Fragments of space and time populated by funny drawings—these are Blain’s concerns. Most of the chapters begin and end with a wide panel, as if to entrap the characters for our reading pleasure, but Blain mainly works with an eight-panel grid layout as his base, affording each of his frequent deviations some clear purpose. Long panels occasionally cut across a page to convey isolation, panel borders vanish in order to represent a mania or a memory, and the grid sometimes breaks off at the end of a conversation to hustle lovers off to the bedroom in clusters of frantic, smaller panels.
This precision is always coupled with play, as every panel is filled with Blain’s vivid doodles. Supersaturated colors heighten sensation, charging scenes with emotional power: crimson-colored lovemaking giving way to the flushed purple of anxious conversation and then to a single panel of cooling blue sleep. It’s a pity that colorists Alexandre Chenet and “Walter” are uncredited here and that the book’s dimensions are considerably smaller than the album format its visuals were clearly composed for, leaving, for instance, the desert expanses noticeably cramped.
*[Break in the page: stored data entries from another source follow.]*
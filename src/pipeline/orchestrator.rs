//! Per-article rewrite pipeline
//!
//! ```text
//! Fetching -> DuplicateCheck -> Rewriting -> Stored
//!                  |               |
//!                  v               v
//!          SkippedDuplicate      Failed
//! ```
//!
//! Quota errors rotate the provider's key and retry after a backoff, up to
//! `max_key_rotations` times per article. Every other failure is terminal.

use std::sync::Arc;
use std::time::Duration;
use uuid::Uuid;

use super::extract::ContentExtractor;
use crate::llm::{RewriteContext, RewriteRequest, Rewriter};
use crate::metrics;
use crate::models::{NewArchiveEntry, NewPost, ProcessedArticle, RawArticle, RewrittenArticle};
use crate::scheduler::rotation::KeyPool;
use crate::storage::{ArchiveStore, PublishQueue};
use crate::utils::error::ProcessError;
use crate::utils::{domain_matches, extract_domain};

// ============================================================================
// Configuration and stores
// ============================================================================

/// Orchestrator settings
#[derive(Debug, Clone)]
pub struct OrchestratorConfig {
    /// Key pool / rewriter provider id
    pub provider: String,
    /// Model passed to the rewriter; `None` uses the provider default
    pub model: Option<String>,
    /// Queue stored articles for publishing
    pub auto_enqueue: bool,
    pub max_key_rotations: u32,
    /// Wait between a rotation and the retry
    pub rotation_backoff: Duration,
    /// Batch pause after a stored article
    pub success_delay: Duration,
    /// Batch pause after a failed article
    pub failure_delay: Duration,
    /// Hosts skipped before extraction
    pub excluded_domains: Vec<String>,
}

impl Default for OrchestratorConfig {
    fn default() -> Self {
        Self {
            provider: "gemini".to_string(),
            model: None,
            auto_enqueue: true,
            max_key_rotations: 3,
            rotation_backoff: Duration::from_secs(1),
            success_delay: Duration::from_millis(1500),
            failure_delay: Duration::from_millis(500),
            excluded_domains: Vec::new(),
        }
    }
}

/// Mutable state one article run touches
pub struct PipelineStores<'a> {
    pub archive: &'a mut ArchiveStore,
    pub keys: &'a mut KeyPool,
    pub queue: &'a mut PublishQueue,
}

// ============================================================================
// Outcomes
// ============================================================================

/// Terminal state of one article
#[derive(Debug)]
pub enum ArticleOutcome {
    /// Archived, and queued when auto-enqueue is on
    Stored {
        article: Box<ProcessedArticle>,
        queued_post: Option<Uuid>,
    },
    /// Matched an archived article
    SkippedDuplicate { title: String, matched_title: String },
    /// Host is on the excluded list
    SkippedExcluded { domain: String },
    Failed { error: ProcessError },
}

impl ArticleOutcome {
    pub fn label(&self) -> &'static str {
        match self {
            Self::Stored { .. } => "stored",
            Self::SkippedDuplicate { .. } => "duplicate",
            Self::SkippedExcluded { .. } => "excluded",
            Self::Failed { .. } => "failed",
        }
    }

    pub fn is_stored(&self) -> bool {
        matches!(self, Self::Stored { .. })
    }

    pub fn is_failed(&self) -> bool {
        matches!(self, Self::Failed { .. })
    }
}

/// What happened to one URL
#[derive(Debug)]
pub struct ProcessReport {
    pub url: String,
    pub outcome: ArticleOutcome,
    /// Rewrite calls made
    pub attempts: u32,
    /// Key rotations performed
    pub rotations: u32,
}

// ============================================================================
// Orchestrator
// ============================================================================

/// Drives articles through extraction, duplicate check and rewrite
pub struct RewriteOrchestrator {
    extractor: Arc<dyn ContentExtractor>,
    rewriter: Arc<dyn Rewriter>,
    config: OrchestratorConfig,
}

impl RewriteOrchestrator {
    pub fn new(
        extractor: Arc<dyn ContentExtractor>,
        rewriter: Arc<dyn Rewriter>,
        config: OrchestratorConfig,
    ) -> Self {
        Self {
            extractor,
            rewriter,
            config,
        }
    }

    pub fn config(&self) -> &OrchestratorConfig {
        &self.config
    }

    /// Run one URL to a terminal outcome. Never returns an error; failures
    /// are reported in [`ProcessReport::outcome`].
    pub async fn process_url(&self, url: &str, stores: &mut PipelineStores<'_>) -> ProcessReport {
        let mut attempts = 0;
        let mut rotations = 0;
        let outcome = self
            .run(url, stores, &mut attempts, &mut rotations)
            .await;

        match &outcome {
            ArticleOutcome::Stored { article, queued_post } => tracing::info!(
                url,
                title = %article.title,
                queued = queued_post.is_some(),
                attempts,
                rotations,
                "Article stored"
            ),
            ArticleOutcome::SkippedDuplicate { matched_title, .. } => {
                tracing::info!(url, matched = %matched_title, "Skipping duplicate article")
            }
            ArticleOutcome::SkippedExcluded { domain } => {
                tracing::info!(url, domain = %domain, "Skipping excluded domain")
            }
            ArticleOutcome::Failed { error } => {
                tracing::warn!(url, error = %error, attempts, rotations, "Article failed")
            }
        }
        metrics::record_article_outcome(outcome.label());

        ProcessReport {
            url: url.to_string(),
            outcome,
            attempts,
            rotations,
        }
    }

    async fn run(
        &self,
        url: &str,
        stores: &mut PipelineStores<'_>,
        attempts: &mut u32,
        rotations: &mut u32,
    ) -> ArticleOutcome {
        if let Some(domain) = self.excluded_domain(url) {
            return ArticleOutcome::SkippedExcluded { domain };
        }

        tracing::debug!(url, "Fetching article");
        let raw = match self.extractor.extract(url).await {
            Ok(raw) => raw,
            Err(e) => {
                return ArticleOutcome::Failed {
                    error: ProcessError::Extraction(e),
                }
            }
        };

        if let Some(hit) = stores.archive.find_duplicate(&raw.title, &raw.content) {
            tracing::debug!(
                title_similarity = hit.title_similarity,
                content_similarity = hit.content_similarity,
                "Duplicate match"
            );
            return ArticleOutcome::SkippedDuplicate {
                title: raw.title,
                matched_title: hit.article.title.clone(),
            };
        }

        let rewritten = match self
            .rewrite_with_rotation(&raw, stores.keys, attempts, rotations)
            .await
        {
            Ok(rewritten) => rewritten,
            Err(error) => return ArticleOutcome::Failed { error },
        };

        let article = ProcessedArticle::from_parts(raw, rewritten);
        stores.archive.insert(NewArchiveEntry::from(&article));
        let queued_post = self
            .config
            .auto_enqueue
            .then(|| stores.queue.enqueue(NewPost::from(&article)));

        ArticleOutcome::Stored {
            article: Box::new(article),
            queued_post,
        }
    }

    async fn rewrite_with_rotation(
        &self,
        raw: &RawArticle,
        keys: &mut KeyPool,
        attempts: &mut u32,
        rotations: &mut u32,
    ) -> Result<RewrittenArticle, ProcessError> {
        let provider = self.config.provider.as_str();
        let request = RewriteRequest {
            title: raw.title.clone(),
            content: raw.content.clone(),
            model: self.config.model.clone(),
            context: RewriteContext {
                location: raw.location.clone(),
                publish_date: raw.publish_date.clone(),
            },
        };

        loop {
            let Some(key) = keys.active(provider) else {
                return Err(ProcessError::NoActiveKey {
                    provider: provider.to_string(),
                });
            };
            let (key_id, secret) = (key.id, key.secret.clone());
            keys.record_usage(provider, key_id);
            *attempts += 1;

            let result = {
                let _timer = metrics::start_rewrite_timer(provider);
                self.rewriter.rewrite(&request, &secret).await
            };
            metrics::record_rewrite_attempt(provider, result.is_ok());

            let error = match result {
                Ok(rewritten) => return Ok(rewritten),
                Err(e) if e.is_quota() => e,
                Err(e) => return Err(ProcessError::Rewrite(e)),
            };

            if *rotations >= self.config.max_key_rotations {
                return Err(ProcessError::QuotaExhausted {
                    rotations: *rotations,
                    last: error,
                });
            }

            *rotations += 1;
            keys.rotate(provider);
            metrics::record_key_rotation(provider);
            tracing::warn!(
                provider,
                rotation = *rotations,
                max = self.config.max_key_rotations,
                error = %error,
                "Quota error, rotating API key"
            );
            tokio::time::sleep(self.config.rotation_backoff).await;
        }
    }

    fn excluded_domain(&self, url: &str) -> Option<String> {
        let host = extract_domain(url).ok()?;
        self.config
            .excluded_domains
            .iter()
            .find(|d| domain_matches(&host, d))
            .cloned()
    }
}
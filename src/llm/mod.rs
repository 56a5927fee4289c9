//! LLM rewrite providers
//!
//! This module turns an extracted article into a rewritten headline,
//! short description and body using one of three hosted providers:
//! Gemini `generateContent`, Groq's OpenAI-compatible chat completions and
//! Hugging Face text generation. All three are plain HTTPS calls through
//! `reqwest`; the API key is supplied per call so the caller can rotate it.

use async_trait::async_trait;
use chrono::Utc;
use reqwest::{Client, Response, StatusCode};
use serde::{Deserialize, Serialize};
use std::fmt;
use std::str::FromStr;
use std::time::Duration;

use crate::models::RewrittenArticle;
use crate::utils::error::RewriteError;

// ============================================================================
// Requests and the Rewriter trait
// ============================================================================

/// Metadata passed along with the text to rewrite
#[derive(Debug, Clone, Default, PartialEq)]
pub struct RewriteContext {
    pub location: Option<String>,
    pub publish_date: Option<String>,
}

/// One rewrite call
#[derive(Debug, Clone, Default, PartialEq)]
pub struct RewriteRequest {
    pub title: String,
    pub content: String,
    /// Provider model; `None` uses the provider default
    pub model: Option<String>,
    pub context: RewriteContext,
}

/// Rewrites an article with a given API key
#[async_trait]
pub trait Rewriter: Send + Sync {
    async fn rewrite(
        &self,
        request: &RewriteRequest,
        api_key: &str,
    ) -> Result<RewrittenArticle, RewriteError>;
}

// ============================================================================
// Providers
// ============================================================================

/// Supported rewrite providers
#[derive(Debug, Clone, Copy, PartialEq, Eq, Hash, Serialize, Deserialize, Default)]
#[serde(rename_all = "lowercase")]
pub enum ProviderKind {
    #[default]
    Gemini,
    Groq,
    #[serde(alias = "hf")]
    HuggingFace,
}

impl ProviderKind {
    pub fn all() -> Vec<Self> {
        vec![Self::Gemini, Self::Groq, Self::HuggingFace]
    }

    /// Identifier used for key pools and config
    pub fn id(&self) -> &'static str {
        match self {
            Self::Gemini => "gemini",
            Self::Groq => "groq",
            Self::HuggingFace => "huggingface",
        }
    }

    pub fn default_model(&self) -> &'static str {
        match self {
            Self::Gemini => "gemini-2.0-flash-exp",
            Self::Groq => "llama-3.3-70b-versatile",
            Self::HuggingFace => "meta-llama/Llama-3.2-3B-Instruct",
        }
    }

    pub fn default_base_url(&self) -> &'static str {
        match self {
            Self::Gemini => "https://generativelanguage.googleapis.com",
            Self::Groq => "https://api.groq.com",
            Self::HuggingFace => "https://api-inference.huggingface.co",
        }
    }
}

impl fmt::Display for ProviderKind {
    fn fmt(&self, f: &mut fmt::Formatter<'_>) -> fmt::Result {
        f.write_str(self.id())
    }
}

impl FromStr for ProviderKind {
    type Err = RewriteError;

    fn from_str(s: &str) -> Result<Self, Self::Err> {
        match s.trim().to_lowercase().as_str() {
            "gemini" => Ok(Self::Gemini),
            "groq" => Ok(Self::Groq),
            "huggingface" | "hf" => Ok(Self::HuggingFace),
            other => Err(RewriteError::NotConfigured(other.to_string())),
        }
    }
}

/// Configuration for the LLM rewriter
#[derive(Debug, Clone)]
pub struct LlmConfig {
    pub provider: ProviderKind,

    /// Override for the provider endpoint (tests, proxies)
    pub base_url: Option<String>,

    /// Request timeout in seconds
    pub timeout_secs: u64,

    /// Maximum tokens to generate
    pub max_tokens: u32,

    /// Sampling temperature
    pub temperature: f32,
}

impl Default for LlmConfig {
    fn default() -> Self {
        Self {
            provider: ProviderKind::Gemini,
            base_url: None,
            timeout_secs: 60,
            max_tokens: 4096,
            temperature: 0.8,
        }
    }
}

// ============================================================================
// Wire types
// ============================================================================

#[derive(Debug, Deserialize)]
struct GeminiResponse {
    #[serde(default)]
    candidates: Vec<GeminiCandidate>,
}

#[derive(Debug, Deserialize)]
struct GeminiCandidate {
    content: Option<GeminiContent>,
}

#[derive(Debug, Deserialize)]
struct GeminiContent {
    #[serde(default)]
    parts: Vec<GeminiPart>,
}

#[derive(Debug, Deserialize)]
struct GeminiPart {
    #[serde(default)]
    text: String,
}

#[derive(Debug, Deserialize)]
struct ChatResponse {
    #[serde(default)]
    choices: Vec<ChatChoice>,
}

#[derive(Debug, Deserialize)]
struct ChatChoice {
    message: ChatMessage,
}

#[derive(Debug, Deserialize)]
struct ChatMessage {
    content: Option<String>,
}

#[derive(Debug, Deserialize)]
#[serde(untagged)]
enum HfResponse {
    Many(Vec<HfGenerated>),
    One(HfGenerated),
}

#[derive(Debug, Deserialize)]
struct HfGenerated {
    generated_text: String,
}

// ============================================================================
// LlmRewriter
// ============================================================================

const SYSTEM_PROMPT: &str =
    "You are a professional news writer. You rewrite breaking news in a vivid, engaging style while keeping every fact accurate.";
But some changes from the original prove interesting. This edition is a compilation of Blain’s first two Gus albums; a third has since been released in French. The work is served well by collection, considering that its chapters already function as anecdotal fragments of characters’ lives. The later stories depart from the antics and angst of romantic manners, as Blain recasts his western tropes into metaphors for a more varied, seething desire. Gus himself vanishes from the work, becoming an implicit, free-floating idea of freedom as Clem visits his adventurous lover in El Dorado—sexual liberation as solid gold!—and quietly dotes on his wife, an artist of frustration with a capacity, like her husband, for vivid joy through misbehavior.
The characterizations are, of course, incomplete; the story is not finished. But this pairing of volumes teases out a deeper restlessness, a shared longing behind the earlier comical hungers. Even as Blain casts ecstatic moments of criminal action as mere blips, he seems to believe that everyone would be better off as an outlaw, since the villains are so often the fun of cowboy fiction.